From the above statement it sounds as if you thought I was under the impression that the idea was to go to each coordinate difference, rather than using a diagonal means. This is not true, though I may have phrased it incorrectly. I was stating that it "should" IF it was island hopping, be 60min, but instead it was not and was actually going diagonally and was rather ~48min. I understood the fact it was using a straight line, but I was looking at it from a different perspective.

You also give the example of going from [65:75] to [64:62] and saying that it should be a distance of 3, but that is not accurate.

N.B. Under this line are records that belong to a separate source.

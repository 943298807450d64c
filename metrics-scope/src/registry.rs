//! Shared metric storage for a scope tree.
use std::{
    hash::BuildHasher,
    iter::repeat,
    sync::{
        atomic::{AtomicUsize, Ordering::Relaxed},
        Arc,
    },
};

use hashbrown::{DefaultHashBuilder, HashMap};
use parking_lot::RwLock;
use tracing::{debug, trace};

use crate::{
    key::key_for_prefixed_string_map,
    reporter::Backend,
    snapshot::{CounterSnapshot, GaugeSnapshot, HistogramSnapshot, Snapshot, TimerSnapshot},
    storage::{AtomicCounter, AtomicGauge, AtomicHistogram, TimerStorage},
    telemetry::{Telemetry, TelemetryValues},
    Buckets, Tags,
};

/// A sharded map from identity key to metric.
///
/// Lookups only take a read lock on a single shard. The write lock is only taken when a metric has
/// to be created, and is dropped before any caller sees the metric.
struct Shards<V> {
    shards: Vec<RwLock<HashMap<String, V>>>,
    shard_mask: usize,
    hasher: DefaultHashBuilder,
}

impl<V: Clone> Shards<V> {
    fn new(shard_count: usize) -> Self {
        debug_assert!(shard_count.is_power_of_two());
        let shards = repeat(()).take(shard_count).map(|_| RwLock::new(HashMap::new())).collect();

        Self { shards, shard_mask: shard_count - 1, hasher: DefaultHashBuilder::default() }
    }

    #[inline]
    fn shard(&self, key: &str) -> &RwLock<HashMap<String, V>> {
        let hash = self.hasher.hash_one(key);
        &self.shards[hash as usize & self.shard_mask]
    }

    /// Gets the value under `key`, creating it with `create` if it does not yet exist.
    ///
    /// When racing with other callers for the same key, exactly one value is ever created, and
    /// every caller gets that value back.
    fn get_or_create<F>(&self, key: String, create: F) -> V
    where
        F: FnOnce() -> V,
    {
        let shard = self.shard(&key);
        if let Some(v) = shard.read().get(&key) {
            return v.clone();
        }

        // Switch to the write guard, checking again in case we lost the race.
        let mut shard_write = shard.write();
        shard_write.entry(key).or_insert_with(create).clone()
    }

    #[cfg(test)]
    fn get(&self, key: &str) -> Option<V> {
        self.shard(key).read().get(key).cloned()
    }

    fn delete(&self, key: &str) -> bool {
        self.shard(key).write().remove(key).is_some()
    }

    /// Clones out every value, one shard at a time.
    ///
    /// Values created after a shard has been visited are not observed.
    fn values(&self) -> Vec<V> {
        let mut values = Vec::new();
        for shard in &self.shards {
            values.extend(shard.read().values().cloned());
        }
        values
    }

    fn len(&self) -> usize {
        self.shards.iter().map(|shard| shard.read().len()).sum()
    }
}

/// Every metric created through a scope tree.
///
/// Metrics are keyed by the identity key of their fully-qualified name and tags, so scopes reaching
/// the same name and tags through different paths share the same metric.
pub(crate) struct Registry {
    backend: Backend,
    counters: Shards<Arc<AtomicCounter>>,
    gauges: Shards<Arc<AtomicGauge>>,
    timers: Shards<Arc<TimerStorage>>,
    histograms: Shards<Arc<AtomicHistogram>>,
    active_scopes: AtomicUsize,
    telemetry: Option<Telemetry>,
    retained_timer_values: usize,
}

impl Registry {
    /// Creates a new `Registry` reporting to `backend`.
    pub fn new(backend: Backend, internal_metrics: bool) -> Self {
        let shard_count = std::cmp::max(1, num_cpus::get()).next_power_of_two();
        let telemetry = internal_metrics.then(Telemetry::new);

        Self {
            backend,
            counters: Shards::new(shard_count),
            gauges: Shards::new(shard_count),
            timers: Shards::new(shard_count),
            histograms: Shards::new(shard_count),
            active_scopes: AtomicUsize::new(0),
            telemetry,
            retained_timer_values: 0,
        }
    }

    /// Keeps up to `limit` measurements per timer when there is no backend to report them to.
    pub fn with_retained_timer_values(mut self, limit: usize) -> Self {
        self.retained_timer_values = limit;
        self
    }

    pub fn backend(&self) -> &Backend {
        &self.backend
    }

    pub fn scope_opened(&self) {
        self.active_scopes.fetch_add(1, Relaxed);
    }

    pub fn scope_dropped(&self) {
        self.active_scopes.fetch_sub(1, Relaxed);
    }

    /// Number of scope objects of the tree currently alive.
    pub fn active_scopes(&self) -> usize {
        self.active_scopes.load(Relaxed)
    }

    /// Gets or creates the counter called `name` with the given tags.
    pub fn counter(&self, name: &str, tags: &Arc<Tags>) -> Arc<AtomicCounter> {
        let key = key_for_prefixed_string_map(name, tags);
        self.counters.get_or_create(key, || {
            trace!(name, "creating counter");
            Arc::new(AtomicCounter::new(name.to_owned(), Arc::clone(tags), &self.backend))
        })
    }

    /// Gets or creates the gauge called `name` with the given tags.
    pub fn gauge(&self, name: &str, tags: &Arc<Tags>) -> Arc<AtomicGauge> {
        let key = key_for_prefixed_string_map(name, tags);
        self.gauges.get_or_create(key, || {
            trace!(name, "creating gauge");
            Arc::new(AtomicGauge::new(name.to_owned(), Arc::clone(tags), &self.backend))
        })
    }

    /// Gets or creates the timer called `name` with the given tags.
    pub fn timer(&self, name: &str, tags: &Arc<Tags>) -> Arc<TimerStorage> {
        let key = key_for_prefixed_string_map(name, tags);
        self.timers.get_or_create(key, || {
            trace!(name, "creating timer");
            Arc::new(TimerStorage::new(
                name.to_owned(),
                Arc::clone(tags),
                &self.backend,
                self.retained_timer_values,
            ))
        })
    }

    /// Gets or creates the histogram called `name` with the given tags.
    ///
    /// `buckets` is only used when the histogram is created: an existing histogram keeps the
    /// buckets it was created with.
    pub fn histogram(
        &self,
        name: &str,
        tags: &Arc<Tags>,
        buckets: &Buckets,
    ) -> Arc<AtomicHistogram> {
        let key = key_for_prefixed_string_map(name, tags);
        self.histograms.get_or_create(key, || {
            trace!(name, %buckets, "creating histogram");
            Arc::new(AtomicHistogram::new(
                name.to_owned(),
                Arc::clone(tags),
                buckets.clone(),
                &self.backend,
            ))
        })
    }

    #[cfg(test)]
    pub fn get_counter(&self, key: &str) -> Option<Arc<AtomicCounter>> {
        self.counters.get(key)
    }

    pub fn delete_counter(&self, key: &str) -> bool {
        self.counters.delete(key)
    }

    pub fn delete_gauge(&self, key: &str) -> bool {
        self.gauges.delete(key)
    }

    pub fn delete_timer(&self, key: &str) -> bool {
        self.timers.delete(key)
    }

    pub fn delete_histogram(&self, key: &str) -> bool {
        self.histograms.delete(key)
    }

    /// Reports every metric to the backend, then flushes the backend.
    ///
    /// Without a backend this does nothing at all, so values accumulate for [`Registry::snapshot`].
    pub fn report(&self) {
        if matches!(self.backend, Backend::None) {
            trace!("no backend configured, skipping report");
            return;
        }

        let counters = self.counters.values();
        for counter in &counters {
            counter.report();
        }

        let gauges = self.gauges.values();
        for gauge in &gauges {
            gauge.report();
        }

        let histograms = self.histograms.values();
        for histogram in &histograms {
            histogram.report();
        }

        let values = TelemetryValues {
            counter_cardinality: counters.len(),
            gauge_cardinality: gauges.len(),
            histogram_cardinality: histograms.len(),
            timer_cardinality: self.timers.len(),
            active_scopes: self.active_scopes(),
        };
        debug!(
            counters = values.counter_cardinality,
            gauges = values.gauge_cardinality,
            histograms = values.histogram_cardinality,
            timers = values.timer_cardinality,
            "reported registry"
        );

        if let Some(telemetry) = &self.telemetry {
            if self.backend.capabilities().reporting() {
                telemetry.report(&self.backend, &values);
            }
        }

        self.backend.flush();
    }

    /// Copies the current state of every metric.
    pub fn snapshot(&self) -> Snapshot {
        let mut snapshot = Snapshot::default();

        for counter in self.counters.values() {
            let tags = Tags::clone(counter.tags());
            let key = key_for_prefixed_string_map(counter.name(), &tags);
            let value = counter.value();
            snapshot
                .counters
                .insert(key, CounterSnapshot { name: counter.name().to_owned(), tags, value });
        }

        for gauge in self.gauges.values() {
            let tags = Tags::clone(gauge.tags());
            let key = key_for_prefixed_string_map(gauge.name(), &tags);
            let value = gauge.value();
            let name = gauge.name().to_owned();
            snapshot.gauges.insert(key, GaugeSnapshot { name, tags, value });
        }

        for timer in self.timers.values() {
            let tags = Tags::clone(timer.tags());
            let key = key_for_prefixed_string_map(timer.name(), &tags);
            let values = timer.values();
            let name = timer.name().to_owned();
            snapshot.timers.insert(key, TimerSnapshot { name, tags, values });
        }

        for histogram in self.histograms.values() {
            let tags = Tags::clone(histogram.tags());
            let key = key_for_prefixed_string_map(histogram.name(), &tags);
            snapshot.histograms.insert(
                key,
                HistogramSnapshot {
                    name: histogram.name().to_owned(),
                    tags,
                    values: histogram.value_counts(),
                    durations: histogram.duration_counts(),
                },
            );
        }

        snapshot
    }
}
//! In-memory reporter for debugging and testing.
use std::{
    collections::BTreeMap,
    sync::{
        atomic::{AtomicUsize, Ordering},
        Arc,
    },
    time::Duration,
};

use indexmap::IndexMap;
use ordered_float::OrderedFloat;
use parking_lot::Mutex;

use crate::{
    key::key_for_prefixed_string_map,
    reporter::{
        CachedCount, CachedGauge, CachedHistogram, CachedHistogramBucket, CachedStatsReporter,
        CachedTimer, Capabilities, StatsReporter,
    },
    Buckets, Tags,
};

/// Everything reported for a metric so far.
#[derive(Debug, Clone, PartialEq, Eq, Hash)]
pub enum DebugValue {
    /// Counter, as the sum of every reported delta.
    Counter(i64),
    /// Gauge, as the last reported value.
    Gauge(OrderedFloat<f64>),
    /// Timer, as every reported measurement.
    Timer(Vec<Duration>),
    /// Value histogram, as the last reported count of each bucket, keyed by upper bound.
    ValueHistogram(BTreeMap<OrderedFloat<f64>, u64>),
    /// Duration histogram, as the last reported count of each bucket, keyed by upper bound.
    DurationHistogram(BTreeMap<Duration, u64>),
}

/// A metric as seen by [`DebuggingReporter`].
#[derive(Debug, Clone, PartialEq, Eq)]
pub struct DebugEntry {
    /// Fully-qualified name.
    pub name: String,
    /// Tags.
    pub tags: Tags,
    /// Everything reported so far.
    pub value: DebugValue,
}

#[derive(Default)]
struct Shared {
    metrics: Mutex<IndexMap<String, DebugEntry>>,
    flushes: AtomicUsize,
}

impl Shared {
    fn update<I, U>(&self, name: &str, tags: &Tags, init: I, update: U)
    where
        I: FnOnce() -> DebugValue,
        U: FnOnce(&mut DebugValue),
    {
        let key = key_for_prefixed_string_map(name, tags);
        let mut metrics = self.metrics.lock();
        let entry = metrics.entry(key).or_insert_with(|| DebugEntry {
            name: name.to_owned(),
            tags: tags.clone(),
            value: init(),
        });
        update(&mut entry.value);
    }

    fn counter(&self, name: &str, tags: &Tags, delta: i64) {
        self.update(name, tags, || DebugValue::Counter(0), |value| {
            if let DebugValue::Counter(total) = value {
                *total += delta;
            }
        });
    }

    fn gauge(&self, name: &str, tags: &Tags, gauge: f64) {
        self.update(name, tags, || DebugValue::Gauge(OrderedFloat(gauge)), |value| {
            *value = DebugValue::Gauge(OrderedFloat(gauge));
        });
    }

    fn timer(&self, name: &str, tags: &Tags, interval: Duration) {
        self.update(name, tags, || DebugValue::Timer(Vec::new()), |value| {
            if let DebugValue::Timer(values) = value {
                values.push(interval);
            }
        });
    }

    fn value_samples(&self, name: &str, tags: &Tags, upper: f64, samples: u64) {
        self.update(name, tags, || DebugValue::ValueHistogram(BTreeMap::new()), |value| {
            if let DebugValue::ValueHistogram(buckets) = value {
                buckets.insert(OrderedFloat(upper), samples);
            }
        });
    }

    fn duration_samples(&self, name: &str, tags: &Tags, upper: Duration, samples: u64) {
        self.update(name, tags, || DebugValue::DurationHistogram(BTreeMap::new()), |value| {
            if let DebugValue::DurationHistogram(buckets) = value {
                buckets.insert(upper, samples);
            }
        });
    }
}

/// A reporter which keeps everything it is handed in memory.
///
/// `DebuggingReporter` implements both [`StatsReporter`] and [`CachedStatsReporter`], and records
/// the same thing through either. It is cheap to clone: clones share the same captured state, so a
/// clone can be handed to [`ScopeBuilder`](crate::ScopeBuilder) while the original is kept around
/// to inspect what was reported.
///
/// Metrics are iterated in the order they were first reported.
#[derive(Clone)]
pub struct DebuggingReporter {
    shared: Arc<Shared>,
    capabilities: Capabilities,
}

impl DebuggingReporter {
    /// Creates a new `DebuggingReporter` which supports reporting and tagging.
    pub fn new() -> Self {
        Self::with_capabilities(Capabilities::REPORTING_TAGGING)
    }

    /// Creates a new `DebuggingReporter` advertising the given capabilities.
    pub fn with_capabilities(capabilities: Capabilities) -> Self {
        Self { shared: Arc::default(), capabilities }
    }

    /// Takes a snapshot of everything reported so far, keyed by identity key.
    pub fn snapshot(&self) -> IndexMap<String, DebugEntry> {
        self.shared.metrics.lock().clone()
    }

    /// Gets everything reported so far for the metric with the given identity key.
    pub fn get(&self, key: &str) -> Option<DebugValue> {
        self.shared.metrics.lock().get(key).map(|entry| entry.value.clone())
    }

    /// Number of times the reporter has been flushed.
    pub fn flushes(&self) -> usize {
        self.shared.flushes.load(Ordering::Acquire)
    }

    /// Forgets everything reported so far, and resets the flush count.
    pub fn clear(&self) {
        self.shared.metrics.lock().clear();
        self.shared.flushes.store(0, Ordering::Release);
    }
}

impl Default for DebuggingReporter {
    fn default() -> Self {
        Self::new()
    }
}

impl StatsReporter for DebuggingReporter {
    fn report_counter(&self, name: &str, tags: &Tags, value: i64) {
        self.shared.counter(name, tags, value);
    }

    fn report_gauge(&self, name: &str, tags: &Tags, value: f64) {
        self.shared.gauge(name, tags, value);
    }

    fn report_timer(&self, name: &str, tags: &Tags, interval: Duration) {
        self.shared.timer(name, tags, interval);
    }

    fn report_histogram_value_samples(
        &self,
        name: &str,
        tags: &Tags,
        _buckets: &Buckets,
        _bucket_lower_bound: f64,
        bucket_upper_bound: f64,
        samples: u64,
    ) {
        self.shared.value_samples(name, tags, bucket_upper_bound, samples);
    }

    fn report_histogram_duration_samples(
        &self,
        name: &str,
        tags: &Tags,
        _buckets: &Buckets,
        _bucket_lower_bound: Duration,
        bucket_upper_bound: Duration,
        samples: u64,
    ) {
        self.shared.duration_samples(name, tags, bucket_upper_bound, samples);
    }

    fn capabilities(&self) -> Capabilities {
        self.capabilities
    }

    fn flush(&self) {
        self.shared.flushes.fetch_add(1, Ordering::AcqRel);
    }
}

impl CachedStatsReporter for DebuggingReporter {
    fn allocate_counter(&self, name: &str, tags: &Tags) -> Box<dyn CachedCount> {
        Box::new(DebugMetric::new(&self.shared, name, tags))
    }

    fn allocate_gauge(&self, name: &str, tags: &Tags) -> Box<dyn CachedGauge> {
        Box::new(DebugMetric::new(&self.shared, name, tags))
    }

    fn allocate_timer(&self, name: &str, tags: &Tags) -> Box<dyn CachedTimer> {
        Box::new(DebugMetric::new(&self.shared, name, tags))
    }

    fn allocate_histogram(
        &self,
        name: &str,
        tags: &Tags,
        _buckets: &Buckets,
    ) -> Box<dyn CachedHistogram> {
        Box::new(DebugMetric::new(&self.shared, name, tags))
    }

    fn capabilities(&self) -> Capabilities {
        self.capabilities
    }

    fn flush(&self) {
        self.shared.flushes.fetch_add(1, Ordering::AcqRel);
    }
}

#[derive(Clone)]
struct DebugMetric {
    shared: Arc<Shared>,
    name: String,
    tags: Tags,
}

impl DebugMetric {
    fn new(shared: &Arc<Shared>, name: &str, tags: &Tags) -> Self {
        Self { shared: Arc::clone(shared), name: name.to_owned(), tags: tags.clone() }
    }
}

impl CachedCount for DebugMetric {
    fn report_count(&self, value: i64) {
        self.shared.counter(&self.name, &self.tags, value);
    }
}

impl CachedGauge for DebugMetric {
    fn report_gauge(&self, value: f64) {
        self.shared.gauge(&self.name, &self.tags, value);
    }
}

impl CachedTimer for DebugMetric {
    fn report_timer(&self, interval: Duration) {
        self.shared.timer(&self.name, &self.tags, interval);
    }
}

impl CachedHistogram for DebugMetric {
    fn value_bucket(
        &self,
        _bucket_lower_bound: f64,
        bucket_upper_bound: f64,
    ) -> Box<dyn CachedHistogramBucket> {
        Box::new(DebugBucket::Value(self.clone(), bucket_upper_bound))
    }

    fn duration_bucket(
        &self,
        _bucket_lower_bound: Duration,
        bucket_upper_bound: Duration,
    ) -> Box<dyn CachedHistogramBucket> {
        Box::new(DebugBucket::Duration(self.clone(), bucket_upper_bound))
    }
}

enum DebugBucket {
    Value(DebugMetric, f64),
    Duration(DebugMetric, Duration),
}

impl CachedHistogramBucket for DebugBucket {
    fn report_samples(&self, value: u64) {
        match self {
            DebugBucket::Value(metric, upper) => {
                metric.shared.value_samples(&metric.name, &metric.tags, *upper, value)
            }
            DebugBucket::Duration(metric, upper) => {
                metric.shared.duration_samples(&metric.name, &metric.tags, *upper, value)
            }
        }
    }
}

It was [54:65] to [55:66], and I said that the difference of the coordinates was 2, and plus the distance inherent in the starting island made it 3. However the trading post said it was a distance of 2, and instead of 60min (from a distance of 3, which I said it was not), it was ~48min. I said the same thing you say below (where your comment came from). It's one island diagonally, but if you look at the coordinate difference it is two difference, plus one.

Do the math yourself and check it in the game. It does work. Just as most of Gameforge's games, the best tool you could have is a calculator.

The problem was that I *Did* use a calculator. It doesn't reduce roots to decimals, so I was mistaken in thinking the forumla wouldn't come out. In essence because I input the formula as a whole, it gave me ${\displaystyle 20(2 \sqrt{26} +1)}$ and I took its word. I recognize the a^2+b^2=c^2 formula more readily.

This formula does hold true and it was my mistake for not completely going through it by decimal, mainly because of the fact my college algebra instructor always made us work with the square roots if they didn't come out evenly and I didn't think of reducing it to decimal. (would have been better to have done it out on paper)

Unfortunately I'm very forgetful... abnormally so. You were right about the formula working, and I was wrong about it not following up. --Eliria 23:04, 13 March 2008 (UTC)

Calculations[]

This calculation at first glance looks wrong, but be careful where you put the +1

(Taking a fleet ship at speed 20):

For two islands near each other 15:4 and 15:5, Ikariam reports 40 minutes for this journey! (400/20)*(SQRT((15-15)^2+(4-5)^2+1)) = 28.28

For two island a little distance apart 15:5, and 21:10, Ikarium reports 2h 56m 13s for the journey! (400/20)*(SQRT((15-21)^2+(5-10)^2+1)) = 157.48 (2h 37m)

What you should use is: (400/20)*(SQRT((X1-X2)^2+(Y1-Y2)^2)+1)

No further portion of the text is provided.